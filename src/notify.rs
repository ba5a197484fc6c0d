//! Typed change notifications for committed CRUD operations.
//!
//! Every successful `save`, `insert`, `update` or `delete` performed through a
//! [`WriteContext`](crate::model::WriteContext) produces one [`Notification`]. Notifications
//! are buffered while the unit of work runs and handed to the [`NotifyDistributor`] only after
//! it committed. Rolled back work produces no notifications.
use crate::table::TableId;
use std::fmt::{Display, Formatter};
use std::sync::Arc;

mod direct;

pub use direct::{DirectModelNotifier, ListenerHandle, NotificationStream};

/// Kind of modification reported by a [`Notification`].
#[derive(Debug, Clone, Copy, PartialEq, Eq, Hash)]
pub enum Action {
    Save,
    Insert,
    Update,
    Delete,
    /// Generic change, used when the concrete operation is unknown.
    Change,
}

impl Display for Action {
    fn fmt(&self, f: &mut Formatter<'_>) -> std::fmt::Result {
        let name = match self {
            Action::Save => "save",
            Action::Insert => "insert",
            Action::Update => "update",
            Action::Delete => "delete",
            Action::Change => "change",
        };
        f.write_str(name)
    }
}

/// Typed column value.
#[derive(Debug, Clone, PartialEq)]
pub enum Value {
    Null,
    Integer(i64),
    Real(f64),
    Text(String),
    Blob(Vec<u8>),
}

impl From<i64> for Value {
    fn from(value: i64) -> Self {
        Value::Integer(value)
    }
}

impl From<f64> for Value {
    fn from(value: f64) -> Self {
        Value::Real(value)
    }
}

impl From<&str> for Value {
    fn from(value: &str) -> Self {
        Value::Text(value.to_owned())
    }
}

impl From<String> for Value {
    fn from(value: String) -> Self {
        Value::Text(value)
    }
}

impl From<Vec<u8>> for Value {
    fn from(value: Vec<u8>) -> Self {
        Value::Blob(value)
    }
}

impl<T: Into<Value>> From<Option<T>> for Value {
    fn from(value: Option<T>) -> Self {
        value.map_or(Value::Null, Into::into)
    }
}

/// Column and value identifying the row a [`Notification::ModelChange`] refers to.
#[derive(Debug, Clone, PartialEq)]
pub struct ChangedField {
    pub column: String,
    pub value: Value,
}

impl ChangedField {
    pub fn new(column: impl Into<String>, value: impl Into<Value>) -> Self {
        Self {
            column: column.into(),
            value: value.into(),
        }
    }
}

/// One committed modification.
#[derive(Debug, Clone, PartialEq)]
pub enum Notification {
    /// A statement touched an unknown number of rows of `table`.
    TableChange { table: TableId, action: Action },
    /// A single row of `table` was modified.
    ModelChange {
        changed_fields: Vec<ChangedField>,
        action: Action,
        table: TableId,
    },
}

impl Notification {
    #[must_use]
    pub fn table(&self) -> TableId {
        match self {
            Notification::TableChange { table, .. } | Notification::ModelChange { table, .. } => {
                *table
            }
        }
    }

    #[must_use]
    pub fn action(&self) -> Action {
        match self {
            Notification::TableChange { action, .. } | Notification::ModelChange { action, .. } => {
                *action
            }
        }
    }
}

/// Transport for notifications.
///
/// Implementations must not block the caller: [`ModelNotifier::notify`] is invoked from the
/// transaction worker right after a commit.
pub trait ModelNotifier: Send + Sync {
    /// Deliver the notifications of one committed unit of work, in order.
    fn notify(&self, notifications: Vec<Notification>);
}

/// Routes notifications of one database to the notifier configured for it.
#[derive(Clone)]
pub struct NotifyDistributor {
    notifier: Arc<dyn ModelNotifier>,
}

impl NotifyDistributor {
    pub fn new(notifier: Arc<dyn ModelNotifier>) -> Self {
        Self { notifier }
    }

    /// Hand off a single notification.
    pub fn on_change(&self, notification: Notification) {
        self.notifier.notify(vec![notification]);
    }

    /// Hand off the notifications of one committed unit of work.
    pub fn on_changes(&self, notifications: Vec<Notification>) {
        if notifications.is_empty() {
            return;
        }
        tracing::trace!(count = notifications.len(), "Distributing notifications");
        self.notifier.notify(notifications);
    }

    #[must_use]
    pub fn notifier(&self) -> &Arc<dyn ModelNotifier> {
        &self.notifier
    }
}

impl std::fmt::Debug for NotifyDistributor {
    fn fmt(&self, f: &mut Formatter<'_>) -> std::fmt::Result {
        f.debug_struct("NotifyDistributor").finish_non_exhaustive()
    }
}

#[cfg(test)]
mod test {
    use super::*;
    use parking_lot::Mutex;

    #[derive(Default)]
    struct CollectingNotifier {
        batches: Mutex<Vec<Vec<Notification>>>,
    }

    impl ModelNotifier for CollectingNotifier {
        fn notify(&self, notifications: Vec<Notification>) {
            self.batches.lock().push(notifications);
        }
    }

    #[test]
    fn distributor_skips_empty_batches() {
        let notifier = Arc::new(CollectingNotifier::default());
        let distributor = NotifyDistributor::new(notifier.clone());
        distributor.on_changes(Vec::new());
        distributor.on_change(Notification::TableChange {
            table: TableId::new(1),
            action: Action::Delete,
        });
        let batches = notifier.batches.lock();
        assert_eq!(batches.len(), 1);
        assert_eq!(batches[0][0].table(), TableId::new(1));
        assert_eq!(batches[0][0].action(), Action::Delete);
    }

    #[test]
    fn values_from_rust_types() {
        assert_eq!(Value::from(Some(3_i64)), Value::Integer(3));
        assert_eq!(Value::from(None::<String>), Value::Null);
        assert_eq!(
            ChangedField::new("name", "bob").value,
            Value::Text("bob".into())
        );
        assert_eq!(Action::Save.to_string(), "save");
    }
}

┄┄┄┄┄┄┄┄┄┄┄┄┄┄┄┄┄┄┄┄

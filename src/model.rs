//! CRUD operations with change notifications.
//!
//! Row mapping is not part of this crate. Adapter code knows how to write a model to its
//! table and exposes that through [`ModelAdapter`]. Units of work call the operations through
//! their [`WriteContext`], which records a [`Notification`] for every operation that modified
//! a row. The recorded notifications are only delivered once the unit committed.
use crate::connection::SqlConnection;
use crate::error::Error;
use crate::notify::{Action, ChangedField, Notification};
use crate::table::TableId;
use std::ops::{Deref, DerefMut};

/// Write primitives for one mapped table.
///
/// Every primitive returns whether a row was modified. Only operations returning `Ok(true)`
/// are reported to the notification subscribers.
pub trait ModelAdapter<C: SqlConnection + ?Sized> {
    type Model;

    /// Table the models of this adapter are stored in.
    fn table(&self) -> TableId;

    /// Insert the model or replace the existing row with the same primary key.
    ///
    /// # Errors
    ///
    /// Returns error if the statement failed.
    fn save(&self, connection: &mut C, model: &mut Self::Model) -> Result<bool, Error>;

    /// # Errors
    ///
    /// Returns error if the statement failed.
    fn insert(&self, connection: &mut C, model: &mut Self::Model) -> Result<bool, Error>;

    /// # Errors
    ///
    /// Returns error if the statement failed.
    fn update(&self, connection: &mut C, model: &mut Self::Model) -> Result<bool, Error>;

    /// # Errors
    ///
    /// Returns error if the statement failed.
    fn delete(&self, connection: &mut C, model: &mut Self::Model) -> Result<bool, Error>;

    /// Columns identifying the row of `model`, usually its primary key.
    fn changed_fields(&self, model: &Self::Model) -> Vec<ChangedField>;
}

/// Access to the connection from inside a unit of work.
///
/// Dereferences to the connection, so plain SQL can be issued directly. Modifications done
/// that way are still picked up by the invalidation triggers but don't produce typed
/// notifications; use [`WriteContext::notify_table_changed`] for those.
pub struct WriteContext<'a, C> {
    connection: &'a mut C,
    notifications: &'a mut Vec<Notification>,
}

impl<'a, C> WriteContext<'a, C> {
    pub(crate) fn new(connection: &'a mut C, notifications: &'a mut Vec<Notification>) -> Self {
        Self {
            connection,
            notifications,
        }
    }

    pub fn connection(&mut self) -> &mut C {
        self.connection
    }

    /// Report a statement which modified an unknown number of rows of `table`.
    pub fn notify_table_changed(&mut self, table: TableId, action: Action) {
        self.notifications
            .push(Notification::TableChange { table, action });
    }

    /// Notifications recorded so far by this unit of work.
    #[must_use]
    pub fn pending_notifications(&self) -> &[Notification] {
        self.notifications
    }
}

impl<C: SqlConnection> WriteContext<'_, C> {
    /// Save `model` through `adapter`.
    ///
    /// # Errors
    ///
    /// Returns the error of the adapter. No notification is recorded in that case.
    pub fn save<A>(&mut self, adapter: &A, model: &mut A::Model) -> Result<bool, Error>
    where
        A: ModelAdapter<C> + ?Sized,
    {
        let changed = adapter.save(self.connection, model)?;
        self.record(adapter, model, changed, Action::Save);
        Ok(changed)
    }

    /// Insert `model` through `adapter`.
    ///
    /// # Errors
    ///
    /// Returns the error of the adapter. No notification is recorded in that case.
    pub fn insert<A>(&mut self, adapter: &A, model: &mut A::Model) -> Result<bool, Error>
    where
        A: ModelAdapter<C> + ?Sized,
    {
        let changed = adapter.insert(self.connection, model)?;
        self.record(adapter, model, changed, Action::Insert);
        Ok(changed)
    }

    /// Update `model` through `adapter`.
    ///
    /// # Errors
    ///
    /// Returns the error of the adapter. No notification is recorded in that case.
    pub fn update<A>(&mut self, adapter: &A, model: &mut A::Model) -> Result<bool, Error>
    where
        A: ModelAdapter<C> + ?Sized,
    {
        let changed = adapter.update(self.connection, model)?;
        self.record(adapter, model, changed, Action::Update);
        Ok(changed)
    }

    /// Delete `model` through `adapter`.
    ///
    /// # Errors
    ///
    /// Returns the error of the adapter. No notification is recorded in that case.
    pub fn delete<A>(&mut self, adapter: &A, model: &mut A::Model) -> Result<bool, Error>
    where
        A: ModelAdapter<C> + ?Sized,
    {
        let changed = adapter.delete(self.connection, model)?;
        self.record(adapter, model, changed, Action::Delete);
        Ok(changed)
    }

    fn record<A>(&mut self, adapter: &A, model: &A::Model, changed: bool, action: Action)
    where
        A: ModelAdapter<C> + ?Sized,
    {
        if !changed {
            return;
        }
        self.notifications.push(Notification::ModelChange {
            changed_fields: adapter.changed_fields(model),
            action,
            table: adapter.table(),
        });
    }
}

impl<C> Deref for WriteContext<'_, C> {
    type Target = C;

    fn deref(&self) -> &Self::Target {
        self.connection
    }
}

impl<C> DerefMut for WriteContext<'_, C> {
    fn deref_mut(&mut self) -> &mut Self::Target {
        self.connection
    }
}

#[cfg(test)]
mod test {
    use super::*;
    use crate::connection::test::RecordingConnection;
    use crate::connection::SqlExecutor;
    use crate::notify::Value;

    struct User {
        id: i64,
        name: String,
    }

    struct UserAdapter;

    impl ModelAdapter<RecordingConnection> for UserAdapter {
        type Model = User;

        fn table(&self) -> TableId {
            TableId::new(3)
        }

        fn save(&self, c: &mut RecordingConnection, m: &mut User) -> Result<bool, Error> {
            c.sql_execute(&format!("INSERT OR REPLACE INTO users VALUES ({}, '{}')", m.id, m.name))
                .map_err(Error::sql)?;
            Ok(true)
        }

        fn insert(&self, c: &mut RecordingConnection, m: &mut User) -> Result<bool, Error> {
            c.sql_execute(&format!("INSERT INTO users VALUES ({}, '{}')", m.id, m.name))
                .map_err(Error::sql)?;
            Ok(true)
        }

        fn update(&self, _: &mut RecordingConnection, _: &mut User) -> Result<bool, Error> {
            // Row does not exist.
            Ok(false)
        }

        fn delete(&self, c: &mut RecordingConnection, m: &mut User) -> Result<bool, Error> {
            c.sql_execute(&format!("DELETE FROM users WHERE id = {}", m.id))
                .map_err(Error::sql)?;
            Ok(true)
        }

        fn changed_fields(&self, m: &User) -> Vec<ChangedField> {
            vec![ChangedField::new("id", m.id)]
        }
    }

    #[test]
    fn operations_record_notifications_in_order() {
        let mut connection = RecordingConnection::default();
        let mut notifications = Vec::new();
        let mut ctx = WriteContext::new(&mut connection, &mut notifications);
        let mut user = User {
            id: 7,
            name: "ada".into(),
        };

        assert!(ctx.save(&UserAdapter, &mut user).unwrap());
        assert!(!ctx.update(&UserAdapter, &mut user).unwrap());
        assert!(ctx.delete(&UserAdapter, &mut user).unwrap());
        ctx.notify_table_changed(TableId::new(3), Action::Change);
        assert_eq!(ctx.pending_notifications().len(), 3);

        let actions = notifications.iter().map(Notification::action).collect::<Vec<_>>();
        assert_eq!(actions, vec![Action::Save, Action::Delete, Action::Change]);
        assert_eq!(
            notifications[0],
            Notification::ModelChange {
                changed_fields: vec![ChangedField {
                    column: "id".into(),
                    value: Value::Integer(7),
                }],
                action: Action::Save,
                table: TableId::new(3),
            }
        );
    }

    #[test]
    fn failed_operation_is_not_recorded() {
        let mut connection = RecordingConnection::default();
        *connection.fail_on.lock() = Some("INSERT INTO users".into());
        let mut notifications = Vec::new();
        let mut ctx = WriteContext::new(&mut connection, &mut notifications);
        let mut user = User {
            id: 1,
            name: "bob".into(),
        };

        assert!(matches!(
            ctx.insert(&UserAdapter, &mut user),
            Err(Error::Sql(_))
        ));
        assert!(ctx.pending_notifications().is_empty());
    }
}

┄┄┄┄┄┄┄┄┄┄┄┄┄┄┄┄┄┄┄┄

Problem: Your answer must be a single number: how many lines of the records contain the word "Some".

Task result: 2